As MBTA General Manager Stephen Poftak told the agency's Board of Directors this week, "Our bus system is an accretion of routes dating back decades ... This area has experienced dynamic change. As someone who grew up here, I'm always amazed when I go to a variety of different places that are now either housing or employment centers that were not, even a decade ago. So, we need to have a bus service that changes with it."
“We're going to increase by the hundreds of thousands the number of people who now have access to high-frequency service,” Poftak said, adding that high-frequency service is defined as a bus at least every 15 minutes throughout the service day.
The MBTA will release its proposal and map on May 16, then hold a series of public hearings before the new plan is formalized.
According to MBTA spokesman Joe Pesaturo, implementation of the redesign will take place in phases over five years starting in the spring of 2023.
"Implementation timing will be dependent on interdependencies of the new network, operator availability, transit priority, and other operating requirements," he said.
The MBTA is concerned about accomplishing this redesign as it faces an ongoing shortage of bus drivers.
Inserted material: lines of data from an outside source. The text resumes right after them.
//! Required-field validation shared by page navigation and submission.
//!
//! Both paths check the stored `{type, value}` envelope with the same rules:
//!
//! - Address needs every sub-field non-blank.
//! - Choice Matrix needs a column for every row.
//! - Everything else fails when absent, blank, or an empty selection.
//!
//! Checks stop at the first failing field.

use std::fmt;

use formfill_types::{Field, FieldId, FieldKind, Response, ResponseValue, matrix_key};
use thiserror::Error;

use crate::store::ResponseStore;

/// Why a required field was rejected.
#[derive(Debug, Clone, PartialEq, Eq)]
pub enum ValidationReason {
    Missing,
    IncompleteAddress,
    /// Rows (as displayed) that have no column selected.
    IncompleteMatrix { missing_rows: Vec<String> },
}

impl fmt::Display for ValidationReason {
    fn fmt(&self, formatter: &mut fmt::Formatter<'_>) -> fmt::Result {
        match self {
            ValidationReason::Missing => formatter.write_str("is required"),
            ValidationReason::IncompleteAddress => formatter.write_str("needs address, city, state and zip"),
            ValidationReason::IncompleteMatrix { missing_rows } => {
                write!(formatter, "needs a selection for {}", missing_rows.join(", "))
            }
        }
    }
}

/// First required field that failed validation.
#[derive(Debug, Clone, PartialEq, Eq, Error)]
#[error("{label} {reason}")]
pub struct ValidationFailure {
    pub field_id: FieldId,
    pub label: String,
    pub reason: ValidationReason,
}

impl ValidationFailure {
    fn new(field: &Field, reason: ValidationReason) -> Self {
        Self {
            field_id: field.id.clone(),
            label: field.display_label(),
            reason,
        }
    }
}

/// Check one field against its stored response.
pub fn check_field(field: &Field, response: Option<&Response>) -> Result<(), ValidationFailure> {
    if !field.required || !field.kind.accepts_response() {
        return Ok(());
    }
    if field.kind == FieldKind::ChoiceMatrix {
        return check_matrix(field, response.map(|response| &response.value));
    }
    let Some(response) = response else {
        return Err(ValidationFailure::new(field, ValidationReason::Missing));
    };

    match (&field.kind, &response.value) {
        (FieldKind::Address, ResponseValue::Address(address)) => {
            if address.is_complete() {
                Ok(())
            } else {
                Err(ValidationFailure::new(field, ValidationReason::IncompleteAddress))
            }
        }
        (FieldKind::Address, _) => Err(ValidationFailure::new(field, ValidationReason::IncompleteAddress)),
        (_, value) if value.is_blank() => Err(ValidationFailure::new(field, ValidationReason::Missing)),
        _ => Ok(()),
    }
}

/// An absent answer lists every row as missing.
fn check_matrix(field: &Field, value: Option<&ResponseValue>) -> Result<(), ValidationFailure> {
    let cells = match value {
        Some(ResponseValue::Matrix(cells)) => Some(cells),
        _ => None,
    };

    if field.rows.is_empty() {
        return match cells {
            Some(cells) if !cells.is_empty() => Ok(()),
            _ => Err(ValidationFailure::new(field, ValidationReason::Missing)),
        };
    }

    let missing_rows: Vec<String> = field
        .rows
        .iter()
        .filter(|row| {
            cells
                .and_then(|cells| cells.get(&matrix_key(row)))
                .is_none_or(|column| column.trim().is_empty())
        })
        .cloned()
        .collect();

    if missing_rows.is_empty() {
        Ok(())
    } else {
        Err(ValidationFailure::new(field, ValidationReason::IncompleteMatrix { missing_rows }))
    }
}

/// Validate `fields` in order, stopping at the first failure.
pub fn first_failure<'a, I>(fields: I, store: &ResponseStore) -> Result<(), ValidationFailure>
where
    I: IntoIterator<Item = &'a Field>,
{
    fields
        .into_iter()
        .try_for_each(|field| check_field(field, store.get(&field.id)))
}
Poftak said some progress has been made in hiring and training, but more than 200 new drivers are still needed to provide the service as planned.
Ridership has continued to increase after a dip in early January that the agency has attributed to rider hesitancy during the omicron-fueled surge in COVID-19. The bus system is averaging 70% of the passengers it had in 2019, with subways at 56%, and the commuter rail around 40% of its pre-pandemic ridership.
Although ridership may be growing, there is concern that not enough passengers will return to MBTA services to prevent serious budget problems moving beyond 2023, with federal pandemic relief aid set to run out in June, 2023 at the end of the fiscal year.